### Exercise instructions
Search the data below for the line containing "Releases, logging in", then please set down that line and all remaining ones exactly as written.

Stored data:
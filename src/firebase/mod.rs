//! Firebase App Distribution API client.
//!
//! ```no_run
//! use appdist::firebase::{AppIdentifier, FirebaseClient};
//!
//! # async fn example() -> appdist::Result<()> {
//! let client = FirebaseClient::from_env()?;
//! let app = AppIdentifier::from_app_id("1:228333310124:ios:5e439e0d0231a788ac8f09")?;
//!
//! let build_version = client.releases().latest_build_version(&app).await?;
//! println!("next build: {}", build_version + 1);
//! # Ok(())
//! # }
//! ```

mod manager;
mod release;

use std::env;

use crate::client::ApiSession;
use crate::error::{AppDistError, Result};

pub use manager::{FirebaseResource, ParentIdentifier, ResourceManager, TokenPageSource};
pub use release::{
    AppIdentifier, OrderBy, Release, ReleaseListOptions, ReleaseListQuery, ReleaseNotes, Releases,
    DEFAULT_PAGE_SIZE,
};

const DEFAULT_API_URL: &str = "https://firebaseappdistribution.googleapis.com/v1";

/// Firebase App Distribution API client. Cheap to clone.
#[derive(Debug, Clone)]
pub struct FirebaseClient {
    session: ApiSession,
}

impl FirebaseClient {
    /// Create a client from environment variables.
    ///
    /// Uses `FIREBASE_ACCESS_TOKEN` (an OAuth2 access token) and optionally
    /// `FIREBASE_API_URL`.
    ///
    /// # Errors
    ///
    /// Returns an error if `FIREBASE_ACCESS_TOKEN` is not set.
    pub fn from_env() -> Result<Self> {
        let token = env::var("FIREBASE_ACCESS_TOKEN").map_err(|_| {
            AppDistError::ConfigMissing(
                "FIREBASE_ACCESS_TOKEN environment variable not set".to_string(),
            )
        })?;
        let base_url = env::var("FIREBASE_API_URL").unwrap_or_else(|_| DEFAULT_API_URL.to_string());
        Self::new(&token, &base_url)
    }

    /// # Errors
    ///
    /// Returns an error if the token is empty or the base URL is invalid.
    pub fn new(token: &str, base_url: &str) -> Result<Self> {
        Ok(Self {
            session: ApiSession::new(token, base_url)?,
        })
    }

    pub fn with_session(session: ApiSession) -> Self {
        Self { session }
    }

    pub fn session(&self) -> &ApiSession {
        &self.session
    }

    /// Releases, logging in a `firebase` span.
    pub fn releases(&self) -> Releases {
        let span = tracing::info_span!("firebase", resource = "releases");
        ResourceManager::new(self.session.clone(), span)
    }
}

### Task output
    /// Releases, logging in a `firebase` span.
    pub fn releases(&self) -> Releases {
        let span = tracing::info_span!("firebase", resource = "releases");
        ResourceManager::new(self.session.clone(), span)
    }
}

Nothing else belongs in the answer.